(Collected data entries)
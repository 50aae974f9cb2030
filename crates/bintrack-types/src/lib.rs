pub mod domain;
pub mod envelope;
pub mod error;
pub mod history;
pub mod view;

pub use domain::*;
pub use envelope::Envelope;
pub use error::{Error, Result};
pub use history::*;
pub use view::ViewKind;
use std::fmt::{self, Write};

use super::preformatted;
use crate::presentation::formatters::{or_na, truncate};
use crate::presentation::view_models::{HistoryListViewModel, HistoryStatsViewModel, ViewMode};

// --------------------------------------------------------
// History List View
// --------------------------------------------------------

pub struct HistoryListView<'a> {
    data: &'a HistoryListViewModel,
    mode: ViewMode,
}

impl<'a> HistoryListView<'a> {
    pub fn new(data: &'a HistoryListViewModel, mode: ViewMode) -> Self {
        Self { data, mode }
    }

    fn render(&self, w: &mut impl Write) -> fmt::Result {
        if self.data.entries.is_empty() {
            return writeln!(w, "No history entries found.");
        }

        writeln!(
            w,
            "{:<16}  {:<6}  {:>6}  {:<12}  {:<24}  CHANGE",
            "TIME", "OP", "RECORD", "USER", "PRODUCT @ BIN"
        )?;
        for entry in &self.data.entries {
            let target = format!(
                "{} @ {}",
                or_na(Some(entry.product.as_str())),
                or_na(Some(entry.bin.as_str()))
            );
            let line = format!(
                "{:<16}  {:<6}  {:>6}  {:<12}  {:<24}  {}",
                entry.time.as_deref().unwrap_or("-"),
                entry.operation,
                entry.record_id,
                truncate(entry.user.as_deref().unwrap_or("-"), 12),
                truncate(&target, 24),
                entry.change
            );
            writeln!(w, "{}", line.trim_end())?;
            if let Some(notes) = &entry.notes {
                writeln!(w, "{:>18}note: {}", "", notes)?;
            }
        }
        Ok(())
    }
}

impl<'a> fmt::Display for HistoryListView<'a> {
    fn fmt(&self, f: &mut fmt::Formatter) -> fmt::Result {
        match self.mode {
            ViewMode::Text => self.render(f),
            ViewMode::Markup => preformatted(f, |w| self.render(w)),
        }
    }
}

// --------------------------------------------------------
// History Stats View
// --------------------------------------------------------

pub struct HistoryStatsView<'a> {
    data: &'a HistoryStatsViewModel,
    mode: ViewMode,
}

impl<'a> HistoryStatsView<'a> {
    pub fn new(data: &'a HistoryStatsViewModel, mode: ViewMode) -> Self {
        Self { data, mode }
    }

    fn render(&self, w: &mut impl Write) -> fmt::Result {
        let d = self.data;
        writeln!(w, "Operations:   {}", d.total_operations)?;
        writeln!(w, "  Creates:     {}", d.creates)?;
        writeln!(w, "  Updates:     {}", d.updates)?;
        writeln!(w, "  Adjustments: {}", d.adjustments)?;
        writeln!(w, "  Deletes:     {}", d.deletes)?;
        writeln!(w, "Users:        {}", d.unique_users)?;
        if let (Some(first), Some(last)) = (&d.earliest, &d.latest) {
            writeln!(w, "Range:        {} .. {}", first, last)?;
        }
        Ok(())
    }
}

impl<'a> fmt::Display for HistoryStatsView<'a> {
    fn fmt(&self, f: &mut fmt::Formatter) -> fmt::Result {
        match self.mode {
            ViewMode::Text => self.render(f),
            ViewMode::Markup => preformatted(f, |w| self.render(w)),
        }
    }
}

Exercise = Write the entries out again in full, exactly as they appear above.

Completed task =
repository 50aae974f9cb2030
filename crates/bintrack-types/src/lib.rs
pub mod domain;
pub mod envelope;
pub mod error;
pub mod history;
pub mod view;

pub use domain::*;
pub use envelope::Envelope;
pub use error::{Error, Result};
pub use history::*;
pub use view::ViewKind;
use std::fmt::{self, Write};

use super::preformatted;
use crate::presentation::formatters::{or_na, truncate};
use crate::presentation::view_models::{HistoryListViewModel, HistoryStatsViewModel, ViewMode};

// --------------------------------------------------------
// History List View
// --------------------------------------------------------

pub struct HistoryListView<'a> {
    data: &'a HistoryListViewModel,
    mode: ViewMode,
}

impl<'a> HistoryListView<'a> {
    pub fn new(data: &'a HistoryListViewModel, mode: ViewMode) -> Self {
        Self { data, mode }
    }

    fn render(&self, w: &mut impl Write) -> fmt::Result {
        if self.data.entries.is_empty() {
            return writeln!(w, "No history entries found.");
        }

        writeln!(
            w,
            "{:<16}  {:<6}  {:>6}  {:<12}  {:<24}  CHANGE",
            "TIME", "OP", "RECORD", "USER", "PRODUCT @ BIN"
        )?;
        for entry in &self.data.entries {
            let target = format!(
                "{} @ {}",
                or_na(Some(entry.product.as_str())),
                or_na(Some(entry.bin.as_str()))
            );
            let line = format!(
                "{:<16}  {:<6}  {:>6}  {:<12}  {:<24}  {}",
                entry.time.as_deref().unwrap_or("-"),
                entry.operation,
                entry.record_id,
                truncate(entry.user.as_deref().unwrap_or("-"), 12),
                truncate(&target, 24),
                entry.change
            );
            writeln!(w, "{}", line.trim_end())?;
            if let Some(notes) = &entry.notes {
                writeln!(w, "{:>18}note: {}", "", notes)?;
            }
        }
        Ok(())
    }
}

impl<'a> fmt::Display for HistoryListView<'a> {
    fn fmt(&self, f: &mut fmt::Formatter) -> fmt::Result {
        match self.mode {
            ViewMode::Text => self.render(f),
            ViewMode::Markup => preformatted(f, |w| self.render(w)),
        }
    }
}

// --------------------------------------------------------
// History Stats View
// --------------------------------------------------------

pub struct HistoryStatsView<'a> {
    data: &'a HistoryStatsViewModel,
    mode: ViewMode,
}

impl<'a> HistoryStatsView<'a> {
    pub fn new(data: &'a HistoryStatsViewModel, mode: ViewMode) -> Self {
        Self { data, mode }
    }

    fn render(&self, w: &mut impl Write) -> fmt::Result {
        let d = self.data;
        writeln!(w, "Operations:   {}", d.total_operations)?;
        writeln!(w, "  Creates:     {}", d.creates)?;
        writeln!(w, "  Updates:     {}", d.updates)?;
        writeln!(w, "  Adjustments: {}", d.adjustments)?;
        writeln!(w, "  Deletes:     {}", d.deletes)?;
        writeln!(w, "Users:        {}", d.unique_users)?;
        if let (Some(first), Some(last)) = (&d.earliest, &d.latest) {
            writeln!(w, "Range:        {} .. {}", first, last)?;
        }
        Ok(())
    }
}

impl<'a> fmt::Display for HistoryStatsView<'a> {
    fn fmt(&self, f: &mut fmt::Formatter) -> fmt::Result {
        match self.mode {
            ViewMode::Text => self.render(f),
            ViewMode::Markup => preformatted(f, |w| self.render(w)),
        }
    }
}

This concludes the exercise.